The maximum extent of sea ice after a winter of growth was well below average — an area of lost ice about two-thirds the size of Alaska

Arctic sea ice extent on March 17, compared to the long-term median. (Source: NSIDC)

Arctic sea ice extent on March 17, compared to the long-term median. (Source: NSIDC)

After expanding all winter, the Arctic’s floating lid of sea ice has now reached its maximum extent — and it has continued an unsettling trend.

The National Snow and Ice Data Center announced today that this year’s maximum extent is the second lowest in the 39-year record of satellite observations.

“The four lowest maximum extents in the satellite record have all occurred in the past four years,” according to the NSIDC. Last year set the record for the very lowest.

Arctic sea ice appears to have maxed out this year on March 17, with an extent that was 448,000 square miles below the long-term median. That area of lost ice would cover about two thirds of Alaska.

Autumn freeze up occurred late this year, particularly in the Chukchi Sea off Alaska. This occurred in part because of large amounts of ocean heat being transported into the area through the Bering Strait.
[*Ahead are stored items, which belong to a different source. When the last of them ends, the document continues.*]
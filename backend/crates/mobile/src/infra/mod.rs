//! Infrastructure Layer
//!
//! Database implementations.

pub mod postgres;

pub use postgres::PgMobileRepository;
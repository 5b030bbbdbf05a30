//! HTTP Handlers
//!
//! Every handler runs behind its route's validation gate; what arrives here
//! has the declared shape.

use axum::Json;
use axum::extract::State;
use axum::http::StatusCode;
use kernel::id::markers;
use kernel::validation::{Params, PathId, Payload};
use std::sync::Arc;

use crate::application::config::MobileConfig;
use crate::application::{
    CalendarUseCase, CircleTypeUseCase, ExpenseUseCase, GalleryUseCase, Page,
};
use crate::domain::repository::MobileRepository;
use crate::error::MobileResult;
use crate::presentation::dto::{
    CalendarEventRequest, CalendarEventResponse, CalendarQuery, CircleTypeRequest,
    CircleTypeResponse, ExpenseQuery, ExpenseRequest, ExpenseResponse, GalleryItemRequest,
    GalleryItemResponse, GalleryQuery, PageQuery,
};

/// Shared state for mobile handlers
#[derive(Clone)]
pub struct MobileAppState<R>
where
    R: MobileRepository,
{
    pub repo: Arc<R>,
    pub config: Arc<MobileConfig>,
}

// ============================================================================
// Calendar
// ============================================================================

/// GET /api/mobile/calendar
pub async fn list_calendar_events<R>(
    State(state): State<MobileAppState<R>>,
    Params(query): Params<CalendarQuery>,
) -> MobileResult<Json<Page<CalendarEventResponse>>>
where
    R: MobileRepository,
{
    let use_case = CalendarUseCase::new(state.repo.clone(), state.config.clone());
    let page = use_case.list(query.into()).await?;

    Ok(Json(page.map(CalendarEventResponse::from)))
}

/// POST /api/mobile/calendar
pub async fn create_calendar_event<R>(
    State(state): State<MobileAppState<R>>,
    Payload(req): Payload<CalendarEventRequest>,
) -> MobileResult<(StatusCode, Json<CalendarEventResponse>)>
where
    R: MobileRepository,
{
    let use_case = CalendarUseCase::new(state.repo.clone(), state.config.clone());
    let event = use_case.create(req.into()).await?;

    Ok((StatusCode::CREATED, Json(event.into())))
}

/// GET /api/mobile/calendar/{id}
pub async fn get_calendar_event<R>(
    State(state): State<MobileAppState<R>>,
    PathId(id): PathId<markers::CalendarEvent>,
) -> MobileResult<Json<CalendarEventResponse>>
where
    R: MobileRepository,
{
    let use_case = CalendarUseCase::new(state.repo.clone(), state.config.clone());
    let event = use_case.get(id).await?;

    Ok(Json(event.into()))
}

/// PUT /api/mobile/calendar/{id}
pub async fn update_calendar_event<R>(
    State(state): State<MobileAppState<R>>,
    PathId(id): PathId<markers::CalendarEvent>,
    Payload(req): Payload<CalendarEventRequest>,
) -> MobileResult<Json<CalendarEventResponse>>
where
    R: MobileRepository,
{
    let use_case = CalendarUseCase::new(state.repo.clone(), state.config.clone());
    let event = use_case.update(id, req.into()).await?;

    Ok(Json(event.into()))
}

/// DELETE /api/mobile/calendar/{id}
pub async fn delete_calendar_event<R>(
    State(state): State<MobileAppState<R>>,
    PathId(id): PathId<markers::CalendarEvent>,
) -> MobileResult<StatusCode>
where
    R: MobileRepository,
{
    let use_case = CalendarUseCase::new(state.repo.clone(), state.config.clone());
    use_case.delete(id).await?;

    Ok(StatusCode::NO_CONTENT)
}

// ============================================================================
// Circle Types
// ============================================================================

/// GET /api/mobile/circle-types
pub async fn list_circle_types<R>(
    State(state): State<MobileAppState<R>>,
    Params(query): Params<PageQuery>,
) -> MobileResult<Json<Page<CircleTypeResponse>>>
where
    R: MobileRepository,
{
    let use_case = CircleTypeUseCase::new(state.repo.clone(), state.config.clone());
    let page = use_case.list(query.limit, query.offset).await?;

    Ok(Json(page.map(CircleTypeResponse::from)))
}

/// POST /api/mobile/circle-types
pub async fn create_circle_type<R>(
    State(state): State<MobileAppState<R>>,
    Payload(req): Payload<CircleTypeRequest>,
) -> MobileResult<(StatusCode, Json<CircleTypeResponse>)>
where
    R: MobileRepository,
{
    let use_case = CircleTypeUseCase::new(state.repo.clone(), state.config.clone());
    let circle_type = use_case.create(req.into()).await?;

    Ok((StatusCode::CREATED, Json(circle_type.into())))
}

/// GET /api/mobile/circle-types/{id}
pub async fn get_circle_type<R>(
    State(state): State<MobileAppState<R>>,
    PathId(id): PathId<markers::CircleType>,
) -> MobileResult<Json<CircleTypeResponse>>
where
    R: MobileRepository,
{
    let use_case = CircleTypeUseCase::new(state.repo.clone(), state.config.clone());
    let circle_type = use_case.get(id).await?;

    Ok(Json(circle_type.into()))
}

/// PUT /api/mobile/circle-types/{id}
pub async fn update_circle_type<R>(
    State(state): State<MobileAppState<R>>,
    PathId(id): PathId<markers::CircleType>,
    Payload(req): Payload<CircleTypeRequest>,
) -> MobileResult<Json<CircleTypeResponse>>
where
    R: MobileRepository,
{
    let use_case = CircleTypeUseCase::new(state.repo.clone(), state.config.clone());
    let circle_type = use_case.update(id, req.into()).await?;

    Ok(Json(circle_type.into()))
}

/// DELETE /api/mobile/circle-types/{id}
pub async fn delete_circle_type<R>(
    State(state): State<MobileAppState<R>>,
    PathId(id): PathId<markers::CircleType>,
) -> MobileResult<StatusCode>
where
    R: MobileRepository,
{
    let use_case = CircleTypeUseCase::new(state.repo.clone(), state.config.clone());
    use_case.delete(id).await?;

    Ok(StatusCode::NO_CONTENT)
}

// ============================================================================
// Expenses
// ============================================================================

/// GET /api/mobile/expenses
pub async fn list_expenses<R>(
    State(state): State<MobileAppState<R>>,
    Params(query): Params<ExpenseQuery>,
) -> MobileResult<Json<Page<ExpenseResponse>>>
where
    R: MobileRepository,
{
    let use_case = ExpenseUseCase::new(state.repo.clone(), state.config.clone());
    let page = use_case.list(query.into()).await?;

    Ok(Json(page.map(ExpenseResponse::from)))
}

/// POST /api/mobile/expenses
pub async fn create_expense<R>(
    State(state): State<MobileAppState<R>>,
    Payload(req): Payload<ExpenseRequest>,
) -> MobileResult<(StatusCode, Json<ExpenseResponse>)>
where
    R: MobileRepository,
{
    let use_case = ExpenseUseCase::new(state.repo.clone(), state.config.clone());
    let expense = use_case.create(req.into()).await?;

    Ok((StatusCode::CREATED, Json(expense.into())))
}

/// GET /api/mobile/expenses/{id}
pub async fn get_expense<R>(
    State(state): State<MobileAppState<R>>,
    PathId(id): PathId<markers::Expense>,
) -> MobileResult<Json<ExpenseResponse>>
where
    R: MobileRepository,
{
    let use_case = ExpenseUseCase::new(state.repo.clone(), state.config.clone());
    let expense = use_case.get(id).await?;

    Ok(Json(expense.into()))
}

/// PUT /api/mobile/expenses/{id}
pub async fn update_expense<R>(
    State(state): State<MobileAppState<R>>,
    PathId(id): PathId<markers::Expense>,
    Payload(req): Payload<ExpenseRequest>,
) -> MobileResult<Json<ExpenseResponse>>
where
    R: MobileRepository,
{
    let use_case = ExpenseUseCase::new(state.repo.clone(), state.config.clone());
    let expense = use_case.update(id, req.into()).await?;

    Ok(Json(expense.into()))
}

/// DELETE /api/mobile/expenses/{id}
pub async fn delete_expense<R>(
    State(state): State<MobileAppState<R>>,
    PathId(id): PathId<markers::Expense>,
) -> MobileResult<StatusCode>
where
    R: MobileRepository,
{
    let use_case = ExpenseUseCase::new(state.repo.clone(), state.config.clone());
    use_case.delete(id).await?;

    Ok(StatusCode::NO_CONTENT)
}

// ============================================================================
// Gallery
// ============================================================================

/// GET /api/mobile/gallery
pub async fn list_gallery_items<R>(
    State(state): State<MobileAppState<R>>,
    Params(query): Params<GalleryQuery>,
) -> MobileResult<Json<Page<GalleryItemResponse>>>
where
    R: MobileRepository,
{
    let use_case = GalleryUseCase::new(state.repo.clone(), state.config.clone());
    let page = use_case.list(query.into()).await?;

    Ok(Json(page.map(GalleryItemResponse::from)))
}

/// POST /api/mobile/gallery
pub async fn create_gallery_item<R>(
    State(state): State<MobileAppState<R>>,
    Payload(req): Payload<GalleryItemRequest>,
) -> MobileResult<(StatusCode, Json<GalleryItemResponse>)>
where
    R: MobileRepository,
{
    let use_case = GalleryUseCase::new(state.repo.clone(), state.config.clone());
    let item = use_case.create(req.into()).await?;

    Ok((StatusCode::CREATED, Json(item.into())))
}

/// GET /api/mobile/gallery/{id}
pub async fn get_gallery_item<R>(
    State(state): State<MobileAppState<R>>,
    PathId(id): PathId<markers::GalleryItem>,
) -> MobileResult<Json<GalleryItemResponse>>
where
    R: MobileRepository,
{
    let use_case = GalleryUseCase::new(state.repo.clone(), state.config.clone());
    let item = use_case.get(id).await?;

    Ok(Json(item.into()))
}

/// PUT /api/mobile/gallery/{id}
pub async fn update_gallery_item<R>(
    State(state): State<MobileAppState<R>>,
    PathId(id): PathId<markers::GalleryItem>,
    Payload(req): Payload<GalleryItemRequest>,
) -> MobileResult<Json<GalleryItemResponse>>
where
    R: MobileRepository,
{
    let use_case = GalleryUseCase::new(state.repo.clone(), state.config.clone());
    let item = use_case.update(id, req.into()).await?;

    Ok(Json(item.into()))
}

/// DELETE /api/mobile/gallery/{id}
pub async fn delete_gallery_item<R>(
    State(state): State<MobileAppState<R>>,
    PathId(id): PathId<markers::GalleryItem>,
) -> MobileResult<StatusCode>
where
    R: MobileRepository,
{
    let use_case = GalleryUseCase::new(state.repo.clone(), state.config.clone());
    use_case.delete(id).await?;

    Ok(StatusCode::NO_CONTENT)
}
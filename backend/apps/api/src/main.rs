//! API Server Entry Point
//!
//! Application entry point and server initialization.
//! Uses `anyhow` for startup errors; request errors are rendered by
//! `kernel::error::AppError` inside the resource crates.

use axum::{
    Router, http,
    http::{Method, header},
};
use mobile::{MobileConfig, PgMobileRepository, health_router, mobile_router};
use platform::config::{DatabaseConfig, ServerConfig};
use platform::database::Database;
use tokio::net::TcpListener;
use tower_http::cors::{AllowHeaders, AllowMethods, CorsLayer};
use tower_http::request_id::{MakeRequestUuid, PropagateRequestIdLayer, SetRequestIdLayer};
use tower_http::trace::TraceLayer;
use tracing_subscriber::{layer::SubscriberExt, util::SubscriberInitExt};

#[tokio::main]
async fn main() -> anyhow::Result<()> {
    // Load .env file
    dotenvy::dotenv().ok();

    // Initialize tracing
    tracing_subscriber::registry()
        .with(
            tracing_subscriber::EnvFilter::try_from_default_env().unwrap_or_else(|_| {
                "api=info,mobile=info,kernel=info,platform=info,tower_http=info".into()
            }),
        )
        .with(tracing_subscriber::fmt::layer())
        .init();

    // Configuration
    let database_config = DatabaseConfig::from_env()?;
    let server_config = ServerConfig::from_env()?;
    let mobile_config = MobileConfig::from_env()?;

    tracing::info!(?database_config, ?server_config, "Configuration loaded");

    // Shared persistence client; connects on first use
    let database = Database::new(database_config);

    // Run migrations
    sqlx::migrate!("../../../database/migrations")
        .run(database.pool().await?)
        .await?;

    tracing::info!("Migrations completed");

    // CORS configuration
    let allowed_origins: Vec<http::HeaderValue> = server_config
        .frontend_origins
        .iter()
        .filter_map(|origin| origin.parse().ok())
        .collect();

    let cors = CorsLayer::new()
        .allow_origin(allowed_origins)
        .allow_methods(AllowMethods::list([
            Method::GET,
            Method::POST,
            Method::PUT,
            Method::DELETE,
            Method::OPTIONS,
        ]))
        .allow_headers(AllowHeaders::list([
            header::CONTENT_TYPE,
            header::ACCEPT,
        ]));

    let repo = PgMobileRepository::new(database.clone());

    // Build router
    let app = Router::new()
        .nest("/api/mobile", mobile_router(repo.clone(), mobile_config))
        .merge(health_router(repo))
        .layer(PropagateRequestIdLayer::x_request_id())
        .layer(TraceLayer::new_for_http())
        .layer(SetRequestIdLayer::x_request_id(MakeRequestUuid))
        .layer(cors);

    // Start server
    let addr = server_config.socket_addr()?;
    tracing::info!("Listening on {}", addr);

    let listener = TcpListener::bind(addr).await?;
    axum::serve(listener, app)
        .with_graceful_shutdown(shutdown_signal())
        .await?;

    // In-flight requests have drained
    database.close().await;
    tracing::info!("Server shutdown complete");

    Ok(())
}

/// Wait for shutdown signal (Ctrl+C or SIGTERM)
async fn shutdown_signal() {
    let ctrl_c = async {
        if let Err(e) = tokio::signal::ctrl_c().await {
            tracing::error!(error = %e, "Failed to listen for Ctrl+C");
            std::future::pending::<()>().await;
        }
    };

    #[cfg(unix)]
    let terminate = async {
        match tokio::signal::unix::signal(tokio::signal::unix::SignalKind::terminate()) {
            Ok(mut signal) => {
                signal.recv().await;
            }
            Err(e) => {
                tracing::error!(error = %e, "Failed to install SIGTERM handler");
                std::future::pending::<()>().await;
            }
        }
    };

    #[cfg(not(unix))]
    let terminate = std::future::pending::<()>();

    tokio::select! {
        _ = ctrl_c => {
            tracing::info!("Received Ctrl+C, starting shutdown");
        }
        _ = terminate => {
            tracing::info!("Received SIGTERM, starting shutdown");
        }
    }
}
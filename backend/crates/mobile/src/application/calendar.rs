//! Calendar Use Case
//!
//! Family calendar events with optional times and reminders.

use std::sync::Arc;

use kernel::id::CalendarEventId;

use crate::application::common::{
    Page, optional_text, parse_date, parse_date_range, parse_optional_time, required_text,
};
use crate::application::config::MobileConfig;
use crate::domain::entities::{CalendarEvent, NewCalendarEvent};
use crate::domain::repository::{CalendarFilter, CalendarRepository};
use crate::domain::value_objects::{EventSchedule, Reminders};
use crate::error::{MobileError, MobileResult};

/// Create / replace input
#[derive(Debug, Clone, Default)]
pub struct CalendarEventInput {
    pub title: String,
    pub date: String,
    pub start_time: Option<String>,
    pub end_time: Option<String>,
    pub all_day: bool,
    pub location: Option<String>,
    pub description: Option<String>,
    pub reminders: Vec<i64>,
}

impl CalendarEventInput {
    fn into_new(self) -> MobileResult<NewCalendarEvent> {
        let title = required_text("title", &self.title, 120)?;
        let date = parse_date("date", &self.date)?;
        let start = parse_optional_time("startTime", self.start_time.as_deref())?;
        let end = parse_optional_time("endTime", self.end_time.as_deref())?;
        let schedule = EventSchedule::new(self.all_day, start, end)
            .map_err(|e| MobileError::invalid(e.field(), e))?;
        let location = optional_text("location", self.location.as_deref(), 200)?;
        let description = optional_text("description", self.description.as_deref(), 2000)?;
        let reminders =
            Reminders::new(self.reminders).map_err(|e| MobileError::invalid("reminders", e))?;

        Ok(NewCalendarEvent {
            title,
            date,
            schedule,
            location,
            description,
            reminders,
        })
    }
}

/// List input
#[derive(Debug, Clone, Default)]
pub struct CalendarListInput {
    pub from: Option<String>,
    pub to: Option<String>,
    pub limit: Option<i64>,
    pub offset: Option<i64>,
}

/// Calendar use case
pub struct CalendarUseCase<R>
where
    R: CalendarRepository,
{
    repo: Arc<R>,
    config: Arc<MobileConfig>,
}

impl<R> CalendarUseCase<R>
where
    R: CalendarRepository,
{
    pub fn new(repo: Arc<R>, config: Arc<MobileConfig>) -> Self {
        Self { repo, config }
    }

    /// Validate the schedule and reminders, then store the event
    pub async fn create(&self, input: CalendarEventInput) -> MobileResult<CalendarEvent> {
        let new_event = input.into_new()?;
        let event = self.repo.create(&new_event).await?;

        tracing::info!(
            event_id = %event.id,
            date = %event.date,
            reminders = event.reminders.as_slice().len(),
            "Calendar event created"
        );

        Ok(event)
    }

    /// List events in a date window
    ///
    /// `from` after `to` is rejected as an invalid `to` field.
    pub async fn list(&self, input: CalendarListInput) -> MobileResult<Page<CalendarEvent>> {
        let (from, to) = parse_date_range(input.from.as_deref(), input.to.as_deref())?;
        let page = self.config.page(input.limit, input.offset);
        let items = self.repo.list(&CalendarFilter { from, to }, page).await?;
        Ok(Page::new(items, page))
    }

    pub async fn get(&self, id: CalendarEventId) -> MobileResult<CalendarEvent> {
        self.repo
            .find_by_id(id)
            .await?
            .ok_or_else(|| MobileError::not_found("Calendar event", id))
    }

    /// Full replacement, reminders included
    pub async fn update(
        &self,
        id: CalendarEventId,
        input: CalendarEventInput,
    ) -> MobileResult<CalendarEvent> {
        let new_event = input.into_new()?;
        let event = self
            .repo
            .update(id, &new_event)
            .await?
            .ok_or_else(|| MobileError::not_found("Calendar event", id))?;

        tracing::info!(event_id = %event.id, "Calendar event updated");

        Ok(event)
    }

    /// Delete an event; its reminders go with it
    pub async fn delete(&self, id: CalendarEventId) -> MobileResult<()> {
        if !self.repo.delete(id).await? {
            return Err(MobileError::not_found("Calendar event", id));
        }

        tracing::info!(event_id = %id, "Calendar event deleted");

        Ok(())
    }
}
In addition to the delayed freeze-up, air temperatures were persistently high in the Arctic, helping to retard ice growth. And February brought “an extreme heat wave over the Arctic Ocean,” according to the NSIDC.

In the dead of winter, warm air from the south surged across the Arctic toward the North Pole, bringing temperatures that soared to, and possibly above, the freezing mark. “This is the fourth winter in a row that such heat waves have been recorded over the Arctic Ocean,” the NSIDC says.

recent study shows that these winter heat waves are becoming more frequent and intense.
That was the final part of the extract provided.